Taliesin Myrddin Namkai-Meche

Last month, a story about Fred Rogers – better known to anyone over age 25 as legendary PBS kids’ show host Mr. Rogers – went viral. The piece took the form of a series of 31 tweets in which writer Anthony Breznican recalls meeting Rogers as a college student in Pittsburgh. Breznican was at a time in his life where he felt hopeless and was suffering from the loss of his grandfather.

He got on an elevator one day and Mr. Rogers was there. Breznican told him, “Mr. Rogers, I don’t mean to bother you, but I wanted to say thanks.” Rogers smiled and asked, “Did you grow up as one of my neighbors?” And as they left the elevator, Rogers sensed Breznican needed an ear and motioned for him to sit. He asked Breznican what was upsetting him, then spoke of missing his own grandfather, who had died decades before. He told Breznican you never stop missing the people you love.

Breznican posted the tweets to mark the 50th anniversary of Mr. Rogers’ show. As that story spread, so did another, in which Rogers recounted advice from his mother when he was a boy feeling anxious.

“When I was a boy and I would see scary things in the news, my mother would say, ‘Look for the helpers. You will always find people who are helping.’ To this day, especially in times of ‘disaster,’ I remember my mother’s words and I am always comforted by realizing that there are still so many helpers – so many caring people in this world.”

On a train in Portland last week, two young women being tormented, threatened and harassed by an avowed white supremacist may not have known to look for the helpers.

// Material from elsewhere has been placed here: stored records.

//! Analysis Pipeline — the one-shot resume-vs-JD flow.
//!
//! Flow: truncate inputs → build prompt → one LLM call → sanitize → validate.
//!
//! Exactly one LLM call per invocation; no internal retry. The HTTP boundary
//! applies a bounded retry around `analyze` for retryable causes only.

use tracing::info;

use crate::analysis::prompts::{
    ANALYSIS_PROMPT_TEMPLATE, ANALYSIS_SYSTEM, REWRITE_ALL_INSTRUCTION,
    REWRITE_RELEVANT_INSTRUCTION,
};
use crate::config::Config;
use crate::errors::AppError;
use crate::extract::truncate_chars;
use crate::llm_client::CompletionClient;
use crate::models::analysis::AnalysisResult;
use crate::sanitize::extract_json_payload;
use crate::validation::validate_analysis;

const ANALYSIS_TEMPERATURE: f32 = 0.7;
const ANALYSIS_MAX_TOKENS: u32 = 2_000;

/// Analyzes a resume against a job description, returning a validated result.
pub async fn analyze(
    llm: &dyn CompletionClient,
    config: &Config,
    resume_text: &str,
    job_description: &str,
    rewrite_all_bullets: bool,
) -> Result<AnalysisResult, AppError> {
    let resume_excerpt = truncate_chars(resume_text, config.analysis_resume_chars);
    let jd_excerpt = truncate_chars(job_description, config.analysis_jd_chars);

    let bullet_instruction = if rewrite_all_bullets {
        REWRITE_ALL_INSTRUCTION
    } else {
        REWRITE_RELEVANT_INSTRUCTION
    };

    let prompt = ANALYSIS_PROMPT_TEMPLATE
        .replace("{resume_excerpt}", resume_excerpt)
        .replace("{jd_excerpt}", jd_excerpt)
        .replace("{bullet_instruction}", bullet_instruction);

    info!(
        "Requesting analysis completion ({} resume chars, {} JD chars)",
        resume_excerpt.chars().count(),
        jd_excerpt.chars().count()
    );

    let raw = llm
        .complete(
            ANALYSIS_SYSTEM,
            &prompt,
            ANALYSIS_TEMPERATURE,
            ANALYSIS_MAX_TOKENS,
        )
        .await?;

    let payload = extract_json_payload(&raw);
    Ok(validate_analysis(&payload)?)
}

But the helpers found them.

Three of them came to the aid of the two young women, trying to prevent Jeremy Joseph Christian from hurling more anti-Muslim slurs at them, or worse. Then the worst happened. Passengers Rick Best, Micah David-Cole Fletcher and Taliesin Myrddin Namkai-Meche tried to keep Christian away from the girls and Namkai-Meche implored him to get off the train. Christian pulled a knife a stabbed the men in their throats.

Best and Namkai-Meche never made it off the train. Fletcher was hospitalized in critical condition.

On the Monterey Peninsula, there’s a large group of people who will never stop missing the 23-year-old Namkai-Meche. Here he was known as “Tilly” to friends and instructors at the Stevenson School in Pebble Beach, where he was a boarding student for two years before leaving a year early to travel, then attend Reed College in Portland.

As news of his killing spread, and details of what led up to it were revealed, they say his actions – putting himself between the girls and the aggressor, and trying to reason with him in a nonviolent way – were completely in character with the kid they knew and loved.

There have been outpourings on Facebook, with some urging people to keep alive the conversation that he died in defense of others.

Stevenson history teacher and coach Justin Bates co-taught one of Tilly’s classes and says, even then, he had a gravitational force about him, drawing in a huge range of disparate friends, from the theater kids to the jocks. He was open-minded, but unafraid to challenge people on their assumptions.

“He was an amazing presence in the school. He was a leader and he was there for people,” Bates says. “He had a global perspective that extended beyond the Peninsula and the U.S. Even from a young age – freshman and sophomore year – having Tilly in your class was a joyful experience.”

He wasn’t passive about anything – about interacting with students and faculty, or with how he chose to live.

“I’ve been reflecting with other teachers, and while it’s shocking, at the same time we understand how when he found himself in that situation, he saw wrongdoing and made an effort to take it upon himself to speak up,” Bates says. “It’s not like he took violent action on that train. He said, ‘We do not accept this rhetoric and this treatment of another human being.’”

Look to the helpers. Even though there’s now two less in the world, I think there are many others who are willing.